REQUIRED ACTION:
Print the first line of the material below and each line after it, exactly as written, ending with the line that contains "addresses for <NETWORK>.".
^^^^^^^^
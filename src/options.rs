use super::*;

#[derive(Clone, Default, Debug, Parser)]
pub struct Options {
    #[arg(long, help = "Load configuration from <CONFIG>.")]
    pub config: Option<PathBuf>,

    #[arg(long, help = "Load configuration from <CONFIG_DIR>/gentx.json.")]
    pub config_dir: Option<PathBuf>,

    #[arg(
        long,
        value_enum,
        help = "Decode addresses for <NETWORK>. [default: mainnet]"
    )]
    pub network: Option<Network>,

    #[arg(long, help = "Decode pay-to-pubkey-hash addresses with version byte <PUBKEY_HASH_VERSION>.")]
    pub pubkey_hash_version: Option<u8>,

    #[arg(long, help = "Decode pay-to-script-hash addresses with version byte <SCRIPT_HASH_VERSION>.")]
    pub script_hash_version: Option<u8>,

    #[arg(long, help = "Pay the remaining block reward to <POOL_WALLET_ADDRESS>.")]
    pub pool_wallet_address: Option<String>,

    #[arg(
        long = "recipient",
        value_name = "ADDRESS:PERCENT",
        help = "Pay <PERCENT> of the remaining block reward to <ADDRESS>. May be repeated."
    )]
    pub recipients: Vec<RewardRecipient>,

    #[arg(long, help = "Append the pool message to the generation transaction.")]
    pub support_transaction_messages: bool,

    #[arg(long, help = "Tag the signature script with <POOL_TAG>. [default: /gentx/]")]
    pub pool_tag: Option<String>,

    #[arg(long, help = "Embed <MESSAGE> when transaction messages are enabled.")]
    pub message: Option<String>,

    #[arg(long, help = "Reserve <EXTRANONCE2_SIZE> bytes for extranonce2. [default: 4]")]
    pub extranonce2_size: Option<usize>,
}
//! Coinbase signature script construction.
//!
//! ```text
//! initial: [height push] [aux flags] [timestamp push] [push opcode N]
//!          <N extranonce bytes supplied by the job layer>
//! final:   [varint len] [pool tag]
//! ```

use super::*;

pub const MAX_SCRIPT_SIG_SIZE: usize = 100;

/// Largest data push expressible as a single-byte opcode (`OP_PUSHBYTES_75`).
pub const MAX_EXTRANONCE_SIZE: usize = 75;

/// The tag's varint prefix doubles as its push opcode, so it shares the same limit.
pub const MAX_POOL_TAG_SIZE: usize = 75;

#[derive(Clone, Debug, PartialEq, Eq)]
pub struct SignatureScript {
    initial: Vec<u8>,
    extranonce_len: usize,
    final_: Vec<u8>,
}

impl SignatureScript {
    pub fn new(
        height: u32,
        aux_flags: &[u8],
        timestamp: u64,
        extranonce_len: usize,
        tag: &str,
    ) -> Result<Self> {
        if extranonce_len > MAX_EXTRANONCE_SIZE {
            return Err(Error::EncodingOverflow {
                field: "extranonce length",
                value: extranonce_len as u128,
                max: MAX_EXTRANONCE_SIZE as u128,
            });
        }

        if tag.len() > MAX_POOL_TAG_SIZE {
            return Err(Error::EncodingOverflow {
                field: "pool tag length",
                value: tag.len() as u128,
                max: MAX_POOL_TAG_SIZE as u128,
            });
        }

        let timestamp = i64::try_from(timestamp).map_err(|_| Error::EncodingOverflow {
            field: "timestamp",
            value: timestamp.into(),
            max: i64::MAX as u128,
        })?;

        let mut initial = Encoder::new();
        push_int(&mut initial, height.into());
        initial.write_bytes(aux_flags);
        push_int(&mut initial, timestamp);
        initial.write_u8(extranonce_len as u8);

        let mut final_ = Encoder::new();
        final_.write_var_bytes(tag.as_bytes());

        let script = Self {
            initial: initial.into_bytes(),
            extranonce_len,
            final_: final_.into_bytes(),
        };

        let size = script.declared_len();

        if size > MAX_SCRIPT_SIG_SIZE {
            return Err(Error::EncodingOverflow {
                field: "signature script size",
                value: size as u128,
                max: MAX_SCRIPT_SIG_SIZE as u128,
            });
        }

        Ok(script)
    }

    pub fn initial(&self) -> &[u8] {
        &self.initial
    }

    pub fn final_(&self) -> &[u8] {
        &self.final_
    }

    pub fn extranonce_len(&self) -> usize {
        self.extranonce_len
    }

    /// Size of the script once the extranonce has been spliced in.
    pub fn declared_len(&self) -> usize {
        self.initial.len() + self.extranonce_len + self.final_.len()
    }
}

/// Minimal script number push, as required for the BIP34 height.
pub fn push_int(encoder: &mut Encoder, n: i64) {
    match n {
        0 => encoder.write_u8(opcodes::OP_0.to_u8()),
        1..=16 => encoder.write_u8(OP_PUSHNUM_1.to_u8() + (n - 1) as u8),
        _ => {
            let mut data = [0u8; 8];
            let len = write_scriptint(&mut data, n);
            encoder.write_u8(len as u8);
            encoder.write_bytes(&data[..len]);
        }
    }
}
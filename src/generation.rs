//! The coinbase ("generation") transaction, split around the extranonce.
//!
//! ```text
//! initial: version | input count | outpoint | script len | script initial
//!          <extranonce1> <extranonce2>
//! final:   script final | sequence | outputs | lock time | [message]
//! ```
//!
//! The script length written into `initial` already accounts for the
//! extranonce bytes, so `initial ++ extranonce ++ final` is a complete
//! transaction for any extranonce of the declared length.

use super::*;

#[derive(Clone, Debug, PartialEq, Eq)]
pub struct GenerationOptions {
    pub pool_tag: String,
    pub message: String,
    pub support_transaction_messages: bool,
    /// Unix seconds embedded in the signature script.
    pub timestamp: u64,
}

impl GenerationOptions {
    pub fn version(&self) -> u32 {
        if self.support_transaction_messages {
            GenerationTransaction::VERSION_WITH_MESSAGE
        } else {
            GenerationTransaction::VERSION
        }
    }
}

impl Default for GenerationOptions {
    fn default() -> Self {
        Self {
            pool_tag: DEFAULT_POOL_TAG.into(),
            message: DEFAULT_MESSAGE.into(),
            support_transaction_messages: false,
            timestamp: 0,
        }
    }
}

/// The single coinbase input.
#[derive(Clone, Debug, PartialEq, Eq)]
pub struct TxIn {
    pub previous_output: OutPoint,
    pub sequence: u32,
    pub signature_script: SignatureScript,
}

#[derive(Clone, Debug, PartialEq, Eq)]
pub struct GenerationTransaction {
    version: u32,
    input: TxIn,
    outputs: Outputs,
    lock_time: u32,
    message: Option<Vec<u8>>,
    initial: Vec<u8>,
    final_: Vec<u8>,
}

impl GenerationTransaction {
    pub const VERSION: u32 = 1;
    pub const VERSION_WITH_MESSAGE: u32 = 2;
    pub const SEQUENCE: u32 = 0;
    pub const LOCK_TIME: u32 = 0;

    pub fn create(
        template: &BlockTemplate,
        placeholder: &ExtraNoncePlaceholder,
        rewards: &ResolvedRewards,
        options: &GenerationOptions,
    ) -> Result<Self> {
        let height = u32::try_from(template.height).map_err(|_| Error::EncodingOverflow {
            field: "block height",
            value: template.height.into(),
            max: u32::MAX.into(),
        })?;

        let input = TxIn {
            previous_output: OutPoint::null(),
            sequence: Self::SEQUENCE,
            signature_script: SignatureScript::new(
                height,
                &template.coinbaseaux.flags,
                options.timestamp,
                placeholder.len(),
                &options.pool_tag,
            )?,
        };

        let version = options.version();

        let message = options.support_transaction_messages.then(|| {
            let mut encoder = Encoder::new();
            encoder.write_var_bytes(options.message.as_bytes());
            encoder.into_bytes()
        });

        let mut initial = Encoder::new();
        initial.write_u32_le(version);
        initial.write_varint(1);
        initial.write_bytes(&input.previous_output.txid.to_byte_array());
        initial.write_u32_le(input.previous_output.vout);
        initial.write_varint(input.signature_script.declared_len() as u64);
        initial.write_bytes(input.signature_script.initial());

        let outputs = rewards
            .distribute(template.coinbase_value)
            .into_iter()
            .collect::<Outputs>();

        let total = outputs.total()?;

        debug_assert_eq!(total, template.coinbase_value);

        let mut final_ = Encoder::new();
        final_.write_bytes(input.signature_script.final_());
        final_.write_u32_le(input.sequence);
        final_.write_varint(outputs.len() as u64);
        final_.write_bytes(&outputs.serialize());
        final_.write_u32_le(Self::LOCK_TIME);

        if let Some(message) = &message {
            final_.write_bytes(message);
        }

        let initial = initial.into_bytes();
        let final_ = final_.into_bytes();

        debug!(
            "Created generation transaction for height {height}: {} initial bytes, {} extranonce bytes, {} final bytes, {} outputs paying {total}",
            initial.len(),
            placeholder.len(),
            final_.len(),
            outputs.len(),
        );

        trace!(
            "coinb1 {} coinb2 {}",
            hex::encode(&initial),
            hex::encode(&final_)
        );

        Ok(Self {
            version,
            input,
            outputs,
            lock_time: Self::LOCK_TIME,
            message,
            initial,
            final_,
        })
    }

    pub fn version(&self) -> u32 {
        self.version
    }

    pub fn input(&self) -> &TxIn {
        &self.input
    }

    pub fn outputs(&self) -> &Outputs {
        &self.outputs
    }

    pub fn lock_time(&self) -> u32 {
        self.lock_time
    }

    /// Length-prefixed transaction comment, present only when messages are enabled.
    pub fn message(&self) -> Option<&[u8]> {
        self.message.as_deref()
    }

    pub fn initial(&self) -> &[u8] {
        &self.initial
    }

    pub fn final_(&self) -> &[u8] {
        &self.final_
    }

    /// Combined length of `extranonce1 ++ extranonce2` the buffers were built for.
    pub fn extranonce_len(&self) -> usize {
        self.input.signature_script.extranonce_len()
    }

    pub fn coinb1(&self) -> String {
        hex::encode(&self.initial)
    }

    pub fn coinb2(&self) -> String {
        hex::encode(&self.final_)
    }

    pub fn assemble(&self, extranonce1: &[u8], extranonce2: &[u8]) -> Result<Vec<u8>> {
        let actual = extranonce1.len() + extranonce2.len();

        if actual != self.extranonce_len() {
            return Err(Error::ExtraNonceSizeMismatch {
                expected: self.extranonce_len(),
                actual,
            });
        }

        let mut bytes = Vec::with_capacity(self.initial.len() + actual + self.final_.len());
        bytes.extend_from_slice(&self.initial);
        bytes.extend_from_slice(extranonce1);
        bytes.extend_from_slice(extranonce2);
        bytes.extend_from_slice(&self.final_);

        Ok(bytes)
    }

    /// Double-SHA256 of the assembled transaction, the coinbase leaf of the merkle tree.
    pub fn hash(&self, extranonce1: &[u8], extranonce2: &[u8]) -> Result<Txid> {
        Ok(Txid::hash(&self.assemble(extranonce1, extranonce2)?))
    }
}

#[cfg(test)]
mod tests {
    use {
        super::*,
        bitcoin::{Transaction, consensus},
        pretty_assertions::assert_eq as pretty_assert_eq,
    };

    const POOL_WALLET: &str = "1A1zP1eP5QGefi2DMPTfTL5SLmv7DivfNa";
    const FEE_ADDRESS: &str = "33FFrcn4Tv1qgGEuXPkkPdr44DuWp3RzPo";
    const TIMESTAMP: u64 = 1_700_000_000;

    fn template() -> BlockTemplate {
        BlockTemplate {
            height: 500_000,
            coinbaseaux: CoinbaseAux::default(),
            coinbase_value: 5_000_000_000,
            version: None,
            previous_block_hash: None,
            current_time: None,
            bits: None,
        }
    }

    fn rewards() -> ResolvedRewards {
        RewardConfig::new(
            vec![RewardRecipient {
                address: FEE_ADDRESS.into(),
                share_percent: SharePercent::from_percent(1),
            }],
            POOL_WALLET,
        )
        .unwrap()
        .resolve(AddressVersions::MAINNET)
        .unwrap()
    }

    fn options(support_transaction_messages: bool) -> GenerationOptions {
        GenerationOptions {
            support_transaction_messages,
            timestamp: TIMESTAMP,
            ..Default::default()
        }
    }

    fn create(placeholder_len: usize, support_transaction_messages: bool) -> GenerationTransaction {
        GenerationTransaction::create(
            &template(),
            &ExtraNoncePlaceholder::with_len(placeholder_len),
            &rewards(),
            &options(support_transaction_messages),
        )
        .unwrap()
    }

    #[test]
    fn golden_vector() {
        let tx = create(8, false);

        pretty_assert_eq!(
            tx.coinb1(),
            "01000000\
             01\
             0000000000000000000000000000000000000000000000000000000000000000ffffffff\
             1a\
             0320a107\
             0400f15365\
             08"
        );

        pretty_assert_eq!(
            tx.coinb2(),
            "072f67656e74782f\
             00000000\
             02\
             80f0fa0200000000\
             17a914111111111111111111111111111111111111111187\
             80010b2701000000\
             1976a91462e907b15cbf27d5425399ebf6f0fb50ebb88f1888ac\
             00000000"
        );
    }

    #[test]
    fn assembled_transaction_decodes() {
        let tx = create(8, false);

        let extranonce1 = [0xde, 0xad, 0xbe, 0xef];
        let extranonce2 = [0x00, 0x00, 0x00, 0x2a];

        let bytes = tx.assemble(&extranonce1, &extranonce2).unwrap();
        let decoded = consensus::deserialize::<Transaction>(&bytes).unwrap();

        assert!(decoded.is_coinbase());
        assert_eq!(decoded.version.0, 1);
        assert_eq!(decoded.input.len(), 1);
        assert_eq!(decoded.input[0].sequence.0, GenerationTransaction::SEQUENCE);

        let script_sig = decoded.input[0].script_sig.as_bytes();
        let signature_script = &tx.input().signature_script;

        assert_eq!(script_sig.len(), signature_script.declared_len());

        let mut expected = signature_script.initial().to_vec();
        expected.extend_from_slice(&extranonce1);
        expected.extend_from_slice(&extranonce2);
        expected.extend_from_slice(signature_script.final_());
        pretty_assert_eq!(script_sig, expected.as_slice());

        assert_eq!(
            decoded
                .output
                .iter()
                .map(|output| output.value.to_sat())
                .collect::<Vec<_>>(),
            [50_000_000, 4_950_000_000]
        );

        assert_eq!(
            tx.hash(&extranonce1, &extranonce2).unwrap(),
            decoded.compute_txid()
        );

        pretty_assert_eq!(consensus::serialize(&decoded), bytes);
    }

    #[test]
    fn extranonce_only_changes_the_spliced_bytes() {
        let tx = create(8, false);

        let a = tx.assemble(&[0; 4], &[0; 4]).unwrap();
        let b = tx.assemble(&[0xff; 4], &[0xff; 4]).unwrap();

        assert_eq!(a.len(), b.len());
        assert_eq!(a[..tx.initial().len()], b[..tx.initial().len()]);
        assert_eq!(
            a[tx.initial().len() + 8..],
            b[tx.initial().len() + 8..]
        );
        assert_ne!(tx.hash(&[0; 4], &[0; 4]), tx.hash(&[0xff; 4], &[0xff; 4]));
    }

    #[test]
    fn messages_extend_final_only() {
        let plain = create(8, false);
        let with_message = create(8, true);

        let mut message = Encoder::new();
        message.write_var_bytes(DEFAULT_MESSAGE.as_bytes());
        let message = message.into_bytes();

        assert_eq!(plain.message(), None);
        assert_eq!(with_message.message(), Some(message.as_slice()));

        assert_eq!(
            with_message.final_().len(),
            plain.final_().len() + message.len()
        );
        assert!(with_message.final_().ends_with(&message));
        assert_eq!(
            &with_message.final_()[..plain.final_().len()],
            plain.final_()
        );

        assert_eq!(plain.version(), 1);
        assert_eq!(with_message.version(), 2);
        assert_eq!(&with_message.initial()[..4], 2u32.to_le_bytes());
        assert_eq!(with_message.initial()[4..], plain.initial()[4..]);

        let bytes = with_message.assemble(&[1; 4], &[2; 4]).unwrap();
        let (decoded, consumed) = consensus::deserialize_partial::<Transaction>(&bytes).unwrap();
        assert_eq!(decoded.version.0, 2);
        assert_eq!(&bytes[consumed..], message.as_slice());
    }

    #[test]
    fn empty_placeholder_is_still_valid() {
        let tx = create(0, false);

        assert_eq!(tx.extranonce_len(), 0);

        let bytes = tx.assemble(&[], &[]).unwrap();
        let decoded = consensus::deserialize::<Transaction>(&bytes).unwrap();

        assert!(decoded.is_coinbase());
        assert_eq!(
            decoded.input[0].script_sig.len(),
            tx.input().signature_script.declared_len()
        );
    }

    #[test]
    fn declared_length_tracks_placeholder() {
        for len in [0, 1, 4, 8, 16, 32] {
            let tx = create(len, false);
            let bytes = tx.assemble(&vec![0xab; len], &[]).unwrap();
            let decoded = consensus::deserialize::<Transaction>(&bytes).unwrap();

            assert_eq!(
                decoded.input[0].script_sig.len(),
                tx.input().signature_script.declared_len(),
                "placeholder length {len}"
            );
        }
    }

    #[test]
    fn assemble_rejects_wrong_extranonce_size() {
        let tx = create(8, false);

        assert_eq!(
            tx.assemble(&[0; 4], &[0; 2]).unwrap_err(),
            Error::ExtraNonceSizeMismatch {
                expected: 8,
                actual: 6,
            }
        );
    }

    #[test]
    fn aux_flags_land_in_initial() {
        let mut template = template();
        template.coinbaseaux.flags = vec![0x06, 0x2f, 0x50, 0x32, 0x53, 0x48, 0x2f];

        let tx = GenerationTransaction::create(
            &template,
            &ExtraNoncePlaceholder::default(),
            &rewards(),
            &options(false),
        )
        .unwrap();

        assert!(tx.coinb1().contains("062f503253482f"));
        assert!(!tx.coinb2().contains("062f503253482f"));

        let bytes = tx.assemble(&[0; 4], &[0; 4]).unwrap();
        assert!(consensus::deserialize::<Transaction>(&bytes).is_ok());
    }

    #[test]
    fn pool_tag_lands_in_final() {
        let tx = GenerationTransaction::create(
            &template(),
            &ExtraNoncePlaceholder::default(),
            &rewards(),
            &GenerationOptions {
                pool_tag: "|parasite|".into(),
                ..options(false)
            },
        )
        .unwrap();

        let tag = hex::encode("|parasite|");
        assert!(!tx.coinb1().contains(&tag));
        assert!(tx.coinb2().contains(&tag));
    }

    #[test]
    fn deterministic_with_same_inputs() {
        assert_eq!(create(8, true), create(8, true));
    }

    #[test]
    fn height_beyond_u32_is_rejected() {
        let mut template = template();
        template.height = u64::from(u32::MAX) + 1;

        assert_eq!(
            GenerationTransaction::create(
                &template,
                &ExtraNoncePlaceholder::default(),
                &rewards(),
                &options(false),
            )
            .unwrap_err(),
            Error::EncodingOverflow {
                field: "block height",
                value: 1 << 32,
                max: u32::MAX.into(),
            }
        );
    }

    #[test]
    fn oversized_placeholder_is_rejected() {
        assert!(matches!(
            GenerationTransaction::create(
                &template(),
                &ExtraNoncePlaceholder::with_len(80),
                &rewards(),
                &options(false),
            ),
            Err(Error::EncodingOverflow { .. })
        ));
    }

    #[test]
    fn output_amounts_sum_to_coinbase_value() {
        let mut template = template();

        for value in [0, 1, 99, 312_500_000, 625_000_123] {
            template.coinbase_value = value;

            let tx = GenerationTransaction::create(
                &template,
                &ExtraNoncePlaceholder::default(),
                &rewards(),
                &options(false),
            )
            .unwrap();

            assert_eq!(tx.outputs().total().unwrap(), value);
        }
    }
}
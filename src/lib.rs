use {
    anyhow::{Context, anyhow, ensure},
    arguments::Arguments,
    bitcoin::{
        OutPoint, PubkeyHash, ScriptBuf, ScriptHash, Txid, base58,
        hashes::Hash,
        opcodes::{self, all::OP_PUSHNUM_1},
        script::write_scriptint,
    },
    byteorder::{ByteOrder, LittleEndian},
    clap::Parser,
    serde::{
        Deserialize, Serialize,
        de::{self, Deserializer},
    },
    snafu::Snafu,
    std::{
        collections::BTreeMap,
        env,
        fmt::{self, Display, Formatter},
        fs,
        io,
        path::{Path, PathBuf},
        process,
        str::FromStr,
        sync::atomic::{AtomicU32, Ordering},
        time::{SystemTime, UNIX_EPOCH},
    },
    tracing::{debug, info, trace},
};

pub use {
    block_template::{BlockTemplate, CoinbaseAux},
    destination::{AddressVersions, Destination},
    encoder::{Encoder, varint, varint_len},
    error::Error,
    extranonce::{ExtraNonceCounter, ExtraNoncePlaceholder, Extranonce},
    generation::{GenerationOptions, GenerationTransaction, TxIn},
    outputs::{Outputs, TxOut},
    reward::{ResolvedRewards, RewardConfig, RewardRecipient, SharePercent},
    script::SignatureScript,
    settings::{Network, Settings},
};

mod arguments;
pub mod block_template;
pub mod destination;
pub mod encoder;
pub mod error;
pub mod extranonce;
pub mod generation;
mod logs;
pub mod options;
pub mod outputs;
pub mod reward;
pub mod script;
pub mod settings;
pub mod subcommand;

pub const DEFAULT_POOL_TAG: &str = "/gentx/";
pub const DEFAULT_MESSAGE: &str = "https://github.com/parasitepool/gentx";
pub const ENONCE1_SIZE: usize = 4;
pub const DEFAULT_ENONCE2_SIZE: usize = 4;

pub type Result<T = (), E = Error> = std::result::Result<T, E>;

fn unix_now() -> anyhow::Result<u64> {
    Ok(SystemTime::now()
        .duration_since(UNIX_EPOCH)
        .context("system clock is before the unix epoch")?
        .as_secs())
}

pub fn main() {
    logs::init();

    let args = Arguments::parse();

    match args.run() {
        Err(err) => {
            eprintln!("error: {err}");

            for (i, cause) in err.chain().skip(1).enumerate() {
                if i == 0 {
                    eprintln!();
                    eprintln!("because:");
                }
                eprintln!("- {cause}");
            }

            if env::var_os("RUST_BACKTRACE")
                .map(|val| val == "1")
                .unwrap_or_default()
            {
                eprintln!();
                eprintln!("{}", err.backtrace());
            }

            process::exit(1);
        }
        Ok(()) => process::exit(0),
    }
}
use super::*;

#[derive(Debug, Parser)]
pub struct Build {
    #[arg(help = "Read the `getblocktemplate` response from <TEMPLATE>.")]
    template: PathBuf,
    #[arg(long, help = "Embed <TIMESTAMP> instead of the current time.")]
    timestamp: Option<u64>,
    #[arg(long, requires = "extranonce2", help = "Assemble the transaction with <EXTRANONCE1>.")]
    extranonce1: Option<Extranonce>,
    #[arg(long, requires = "extranonce1", help = "Assemble the transaction with <EXTRANONCE2>.")]
    extranonce2: Option<Extranonce>,
}

#[derive(Debug, Clone, PartialEq, Serialize, Deserialize)]
pub struct Output {
    pub height: u64,
    pub version: u32,
    pub coinb1: String,
    pub coinb2: String,
    pub extranonce1_size: usize,
    pub extranonce2_size: usize,
    pub outputs: Vec<TxOutInfo>,
    #[serde(default, skip_serializing_if = "Option::is_none")]
    pub transaction: Option<String>,
    #[serde(default, skip_serializing_if = "Option::is_none")]
    pub txid: Option<Txid>,
}

#[derive(Debug, Clone, PartialEq, Serialize, Deserialize)]
pub struct TxOutInfo {
    pub amount: u64,
    pub script_pubkey: ScriptBuf,
}

impl Build {
    pub fn run(self, settings: Settings) -> anyhow::Result<()> {
        let template = BlockTemplate::load(&self.template)?;

        let timestamp = match self.timestamp {
            Some(timestamp) => timestamp,
            None => unix_now()?,
        };

        let counter = settings.extranonce_counter();

        let generation = GenerationTransaction::create(
            &template,
            &counter.placeholder(),
            settings.resolved_rewards(),
            &settings.generation_options(timestamp),
        )
        .with_context(|| {
            format!(
                "failed to build generation transaction for height {}",
                template.height
            )
        })?;

        info!(
            "Built generation transaction for height {} paying {} sats",
            template.height, template.coinbase_value
        );

        let (transaction, txid) = match (&self.extranonce1, &self.extranonce2) {
            (Some(extranonce1), Some(extranonce2)) => (
                Some(hex::encode(
                    generation.assemble(extranonce1.as_bytes(), extranonce2.as_bytes())?,
                )),
                Some(generation.hash(extranonce1.as_bytes(), extranonce2.as_bytes())?),
            ),
            _ => (None, None),
        };

        let output = Output {
            height: template.height,
            version: generation.version(),
            coinb1: generation.coinb1(),
            coinb2: generation.coinb2(),
            extranonce1_size: counter.enonce1_size(),
            extranonce2_size: counter.enonce2_size(),
            outputs: generation
                .outputs()
                .iter()
                .map(|output| TxOutInfo {
                    amount: output.amount,
                    script_pubkey: output.script_pubkey.clone(),
                })
                .collect(),
            transaction,
            txid,
        };

        println!("{}", serde_json::to_string_pretty(&output)?);

        Ok(())
    }
}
^^^^^^^^
SOLUTION TO THIS EXERCISE:
filename src/options.rs
use super::*;

#[derive(Clone, Default, Debug, Parser)]
pub struct Options {
    #[arg(long, help = "Load configuration from <CONFIG>.")]
    pub config: Option<PathBuf>,

    #[arg(long, help = "Load configuration from <CONFIG_DIR>/gentx.json.")]
    pub config_dir: Option<PathBuf>,

    #[arg(
        long,
        value_enum,
        help = "Decode addresses for <NETWORK>. [default: mainnet]"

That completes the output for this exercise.